──────── DATA EXTRACTS ────────

//! LSM backend
//!
//! Coordinates a write-ahead log, a memtable and immutable segment files.
//!
//! ## Responsibilities
//! - Log every mutation before applying it
//! - Flush the memtable to a new segment when it outgrows its limit
//! - Replay and flush the WAL on open
//!
//! ```text
//! {path}/
//!   ├── wal.log
//!   └── segments/
//!         ├── segment_000001.sst
//!         └── segment_000002.sst
//! ```

mod memtable;
mod segment;

use std::collections::BTreeMap;
use std::fs;
use std::path::{Path, PathBuf};
use std::sync::atomic::{AtomicBool, Ordering};

use parking_lot::Mutex;

use crate::error::{HubError, Result};

use super::log::{self, LogWriter, Operation};
use super::{EngineKind, EngineOptions, KvEngine};

use memtable::{MemTable, MemTableEntry};
use segment::SegmentSet;

/// LSM storage engine
///
/// ## Concurrency Model: Single-Writer / Multiple-Reader
///
/// - **Writes** (put/delete/flush): serialized by the `wal` mutex, which is
///   held across WAL append, memtable update and any triggered flush
/// - **Reads** (get): memtable read lock, then per-segment file locks
/// - **len**: takes the `wal` mutex so it sees no flush half done
///
/// A flush publishes the new segment before clearing the memtable, so a
/// concurrent reader always finds a key in one or the other.
pub struct LsmDb {
    path: PathBuf,
    memtable_size_limit: usize,
    wal: Mutex<LogWriter>,
    memtable: MemTable,
    segments: SegmentSet,
    closed: AtomicBool,
}

impl LsmDb {
    const WAL_FILENAME: &'static str = "wal.log";
    const SEGMENT_DIR: &'static str = "segments";

    /// Open or create an lsmdb at `path`
    ///
    /// On startup:
    /// 1. Create the directory layout
    /// 2. Discover existing segments
    /// 3. Replay the WAL into the memtable
    /// 4. Flush recovered entries and truncate the WAL
    pub fn open(path: &Path, options: &EngineOptions) -> Result<Self> {
        fs::create_dir_all(path)?;
        let wal_path = path.join(Self::WAL_FILENAME);

        let segments = SegmentSet::open(&path.join(Self::SEGMENT_DIR))?;
        let memtable = MemTable::new();

        let replayed = log::replay(&wal_path)?;
        for record in replayed.records.iter().cloned() {
            match record.op {
                Operation::Put { key, value } => {
                    memtable.put(key, value);
                }
                Operation::Delete { key } => {
                    memtable.delete(key);
                }
            }
        }

        let mut wal = LogWriter::open(&wal_path, options.sync_strategy, replayed.next_seq())?;

        // Recovered entries become durable in a segment before the WAL is cut
        if !memtable.is_empty() {
            tracing::info!(
                path = %path.display(),
                entries = memtable.entry_count(),
                "flushing recovered WAL entries"
            );
            segments.flush(&memtable.snapshot())?;
            memtable.clear();
            wal.truncate()?;
        }

        tracing::debug!(
            path = %path.display(),
            segments = segments.count(),
            "lsmdb opened"
        );

        Ok(Self {
            path: path.to_path_buf(),
            memtable_size_limit: options.memtable_size_limit,
            wal: Mutex::new(wal),
            memtable,
            segments,
            closed: AtomicBool::new(false),
        })
    }

    /// Force a memtable flush regardless of its size
    pub fn flush(&self) -> Result<()> {
        let mut wal = self.wal.lock();
        self.ensure_open()?;
        self.flush_locked(&mut wal)
    }

    /// Number of segment files
    pub fn segment_count(&self) -> usize {
        self.segments.count()
    }

    /// Approximate memtable size in bytes
    pub fn memtable_size(&self) -> usize {
        self.memtable.size()
    }

    /// Called with the WAL lock held
    fn flush_locked(&self, wal: &mut LogWriter) -> Result<()> {
        if self.memtable.is_empty() {
            return Ok(());
        }

        self.segments.flush(&self.memtable.snapshot())?;
        self.memtable.clear();
        wal.truncate()
    }

    fn apply(&self, op: Operation) -> Result<()> {
        let mut wal = self.wal.lock();
        self.ensure_open()?;

        wal.append(op.clone())?;
        let new_size = match op {
            Operation::Put { key, value } => self.memtable.put(key, value),
            Operation::Delete { key } => self.memtable.delete(key),
        };

        if new_size >= self.memtable_size_limit {
            self.flush_locked(&mut wal)?;
        }
        Ok(())
    }

    fn ensure_open(&self) -> Result<()> {
        if self.closed.load(Ordering::Acquire) {
            return Err(HubError::Closed(self.path.clone()));
        }
        Ok(())
    }
}

impl KvEngine for LsmDb {
    fn kind(&self) -> EngineKind {
        EngineKind::LsmDb
    }

    fn path(&self) -> &Path {
        &self.path
    }

    /// Search order: memtable, then segments newest → oldest
    fn get(&self, key: &[u8]) -> Result<Option<Vec<u8>>> {
        self.ensure_open()?;

        let entry = match self.memtable.get(key) {
            Some(entry) => Some(entry),
            None => self.segments.get(key)?,
        };

        Ok(match entry {
            Some(MemTableEntry::Value(value)) => Some(value),
            Some(MemTableEntry::Tombstone) | None => None,
        })
    }

    fn put(&self, key: &[u8], value: &[u8]) -> Result<()> {
        self.apply(Operation::Put {
            key: key.to_vec(),
            value: value.to_vec(),
        })
    }

    fn delete(&self, key: &[u8]) -> Result<()> {
        self.apply(Operation::Delete { key: key.to_vec() })
    }

    fn len(&self) -> usize {
        // Holding the WAL lock keeps flushes from moving entries between the
        // two snapshots
        let _wal = self.wal.lock();

        // Oldest first so newer entries overwrite older ones
        let mut live: BTreeMap<Vec<u8>, bool> = BTreeMap::new();
        for reader in self.segments.snapshot().iter().rev() {
            for (key, is_live) in reader.keys() {
                live.insert(key.clone(), is_live);
            }
        }
        for (key, entry) in self.memtable.snapshot() {
            live.insert(key, matches!(entry, MemTableEntry::Value(_)));
        }
        live.values().filter(|is_live| **is_live).count()
    }

    fn sync(&self) -> Result<()> {
        let mut wal = self.wal.lock();
        self.ensure_open()?;
        wal.sync()
    }

    fn close(&self) -> Result<()> {
        let mut wal = self.wal.lock();
        if self.closed.swap(true, Ordering::AcqRel) {
            return Ok(());
        }
        self.flush_locked(&mut wal)?;
        wal.sync()
    }
}
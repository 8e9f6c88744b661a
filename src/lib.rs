//! # KvHub
//!
//! The database-registry layer of a multi-engine key-value server:
//! - Lazy, concurrency-safe get-or-open of databases by name
//! - Engine dispatch over a closed set of storage backends
//! - Startup recovery scan of the storage root
//! - Process-wide unique id generation
//!
//! ## Architecture Overview
//!
//! ```text
//! ┌─────────────────────────────────────────────────────────────┐
//! │                 Caller (protocol layer / CLI)                │
//! └───────────────┬─────────────────────────────┬───────────────┘
//!                 │ get_or_open(name)           │ next_int / next_string
//! ┌───────────────▼──────────────┐      ┌───────▼───────────────┐
//! │           Registry           │      │      IdGenerator      │
//! │ DashMap<name, EngineHandle>  │      │   (atomic stamp)      │
//! └───────────────┬──────────────┘      └───────────────────────┘
//!                 │ miss
//! ┌───────────────▼──────────────┐
//! │     Dispatcher (EngineKind)  │
//! └──────┬─────────┬─────────┬───┘
//!        ▼         ▼         ▼
//!     memdb      logdb     lsmdb
//! ```

// =============================================================================
// Module Declarations
// =============================================================================

pub mod error;
pub mod config;

pub mod engine;
pub mod registry;
pub mod id;
pub mod hub;

// =============================================================================
// Public API Re-exports
// =============================================================================

pub use config::{Config, SyncStrategy};
pub use engine::{EngineHandle, EngineKind, KvEngine};
pub use error::{HubError, Result};
pub use hub::Hub;
pub use id::IdGenerator;
pub use registry::{Registry, ScanReport};

// =============================================================================
// Version Info
// =============================================================================

/// Current version of KvHub
pub const VERSION: &str = env!("CARGO_PKG_VERSION");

────────

◆ **WHAT TO WORK ON**
Repeat the material from above exactly, word for word.

◆ **THE ANSWER**
//! LSM backend
//!
//! Coordinates a write-ahead log, a memtable and immutable segment files.
//!
//! ## Responsibilities
//! - Log every mutation before applying it
//! - Flush the memtable to a new segment when it outgrows its limit
//! - Replay and flush the WAL on open
//!
//! ```text
//! {path}/
//!   ├── wal.log
//!   └── segments/
//!         ├── segment_000001.sst
//!         └── segment_000002.sst
//! ```

mod memtable;
mod segment;

use std::collections::BTreeMap;
use std::fs;
use std::path::{Path, PathBuf};
use std::sync::atomic::{AtomicBool, Ordering};

use parking_lot::Mutex;

use crate::error::{HubError, Result};

use super::log::{self, LogWriter, Operation};
use super::{EngineKind, EngineOptions, KvEngine};

use memtable::{MemTable, MemTableEntry};
use segment::SegmentSet;

/// LSM storage engine
///
/// ## Concurrency Model: Single-Writer / Multiple-Reader
///
/// - **Writes** (put/delete/flush): serialized by the `wal` mutex, which is
///   held across WAL append, memtable update and any triggered flush
/// - **Reads** (get): memtable read lock, then per-segment file locks
/// - **len**: takes the `wal` mutex so it sees no flush half done
///
/// A flush publishes the new segment before clearing the memtable, so a
/// concurrent reader always finds a key in one or the other.
pub struct LsmDb {
    path: PathBuf,
    memtable_size_limit: usize,
    wal: Mutex<LogWriter>,
    memtable: MemTable,
    segments: SegmentSet,
    closed: AtomicBool,
}

impl LsmDb {
    const WAL_FILENAME: &'static str = "wal.log";
    const SEGMENT_DIR: &'static str = "segments";

    /// Open or create an lsmdb at `path`
    ///
    /// On startup:
    /// 1. Create the directory layout
    /// 2. Discover existing segments
    /// 3. Replay the WAL into the memtable
    /// 4. Flush recovered entries and truncate the WAL
    pub fn open(path: &Path, options: &EngineOptions) -> Result<Self> {
        fs::create_dir_all(path)?;
        let wal_path = path.join(Self::WAL_FILENAME);

        let segments = SegmentSet::open(&path.join(Self::SEGMENT_DIR))?;
        let memtable = MemTable::new();

        let replayed = log::replay(&wal_path)?;
        for record in replayed.records.iter().cloned() {
            match record.op {
                Operation::Put { key, value } => {
                    memtable.put(key, value);
                }
                Operation::Delete { key } => {
                    memtable.delete(key);
                }
            }
        }

        let mut wal = LogWriter::open(&wal_path, options.sync_strategy, replayed.next_seq())?;

        // Recovered entries become durable in a segment before the WAL is cut
        if !memtable.is_empty() {
            tracing::info!(
                path = %path.display(),
                entries = memtable.entry_count(),
                "flushing recovered WAL entries"
            );
            segments.flush(&memtable.snapshot())?;
            memtable.clear();
            wal.truncate()?;
        }

        tracing::debug!(
            path = %path.display(),
            segments = segments.count(),
            "lsmdb opened"
        );

        Ok(Self {
            path: path.to_path_buf(),
            memtable_size_limit: options.memtable_size_limit,
            wal: Mutex::new(wal),
            memtable,
            segments,
            closed: AtomicBool::new(false),
        })
    }

    /// Force a memtable flush regardless of its size
    pub fn flush(&self) -> Result<()> {
        let mut wal = self.wal.lock();
        self.ensure_open()?;
        self.flush_locked(&mut wal)
    }

    /// Number of segment files
    pub fn segment_count(&self) -> usize {
        self.segments.count()
    }

    /// Approximate memtable size in bytes
    pub fn memtable_size(&self) -> usize {
        self.memtable.size()
    }

    /// Called with the WAL lock held
    fn flush_locked(&self, wal: &mut LogWriter) -> Result<()> {
        if self.memtable.is_empty() {
            return Ok(());
        }

        self.segments.flush(&self.memtable.snapshot())?;
        self.memtable.clear();
        wal.truncate()
    }

    fn apply(&self, op: Operation) -> Result<()> {
        let mut wal = self.wal.lock();
        self.ensure_open()?;

        wal.append(op.clone())?;
        let new_size = match op {
            Operation::Put { key, value } => self.memtable.put(key, value),
            Operation::Delete { key } => self.memtable.delete(key),
        };

        if new_size >= self.memtable_size_limit {
            self.flush_locked(&mut wal)?;
        }
        Ok(())
    }

    fn ensure_open(&self) -> Result<()> {
        if self.closed.load(Ordering::Acquire) {
            return Err(HubError::Closed(self.path.clone()));
        }
        Ok(())
    }
}

impl KvEngine for LsmDb {
    fn kind(&self) -> EngineKind {
        EngineKind::LsmDb
    }

    fn path(&self) -> &Path {
        &self.path
    }

    /// Search order: memtable, then segments newest → oldest
    fn get(&self, key: &[u8]) -> Result<Option<Vec<u8>>> {
        self.ensure_open()?;

        let entry = match self.memtable.get(key) {
            Some(entry) => Some(entry),
            None => self.segments.get(key)?,
        };

        Ok(match entry {
            Some(MemTableEntry::Value(value)) => Some(value),
            Some(MemTableEntry::Tombstone) | None => None,
        })
    }

    fn put(&self, key: &[u8], value: &[u8]) -> Result<()> {
        self.apply(Operation::Put {
            key: key.to_vec(),
            value: value.to_vec(),
        })
    }

    fn delete(&self, key: &[u8]) -> Result<()> {
        self.apply(Operation::Delete { key: key.to_vec() })
    }

    fn len(&self) -> usize {
        // Holding the WAL lock keeps flushes from moving entries between the
        // two snapshots
        let _wal = self.wal.lock();

        // Oldest first so newer entries overwrite older ones
        let mut live: BTreeMap<Vec<u8>, bool> = BTreeMap::new();
        for reader in self.segments.snapshot().iter().rev() {
            for (key, is_live) in reader.keys() {
                live.insert(key.clone(), is_live);
            }
        }
        for (key, entry) in self.memtable.snapshot() {
            live.insert(key, matches!(entry, MemTableEntry::Value(_)));
        }
        live.values().filter(|is_live| **is_live).count()
    }

    fn sync(&self) -> Result<()> {
        let mut wal = self.wal.lock();
        self.ensure_open()?;
        wal.sync()
    }

    fn close(&self) -> Result<()> {
        let mut wal = self.wal.lock();
        if self.closed.swap(true, Ordering::AcqRel) {
            return Ok(());
        }
        self.flush_locked(&mut wal)?;
        wal.sync()
    }
}
repository 8e9f6c88744b661a
filename src/lib.rs
//! # KvHub
//!
//! The database-registry layer of a multi-engine key-value server:
//! - Lazy, concurrency-safe get-or-open of databases by name
//! - Engine dispatch over a closed set of storage backends
//! - Startup recovery scan of the storage root
//! - Process-wide unique id generation
//!
//! ## Architecture Overview
//!
//! ```text
//! ┌─────────────────────────────────────────────────────────────┐
//! │                 Caller (protocol layer / CLI)                │
//! └───────────────┬─────────────────────────────┬───────────────┘
//!                 │ get_or_open(name)           │ next_int / next_string
//! ┌───────────────▼──────────────┐      ┌───────▼───────────────┐
//! │           Registry           │      │      IdGenerator      │
//! │ DashMap<name, EngineHandle>  │      │   (atomic stamp)      │
//! └───────────────┬──────────────┘      └───────────────────────┘
//!                 │ miss
//! ┌───────────────▼──────────────┐
//! │     Dispatcher (EngineKind)  │
//! └──────┬─────────┬─────────┬───┘
//!        ▼         ▼         ▼
//!     memdb      logdb     lsmdb
//! ```

// =============================================================================
// Module Declarations
// =============================================================================

pub mod error;
pub mod config;

pub mod engine;
pub mod registry;
pub mod id;
pub mod hub;

// =============================================================================
// Public API Re-exports
// =============================================================================

pub use config::{Config, SyncStrategy};
pub use engine::{EngineHandle, EngineKind, KvEngine};
pub use error::{HubError, Result};
pub use hub::Hub;
pub use id::IdGenerator;
pub use registry::{Registry, ScanReport};

// =============================================================================
// Version Info
// =============================================================================

/// Current version of KvHub
pub const VERSION: &str = env!("CARGO_PKG_VERSION");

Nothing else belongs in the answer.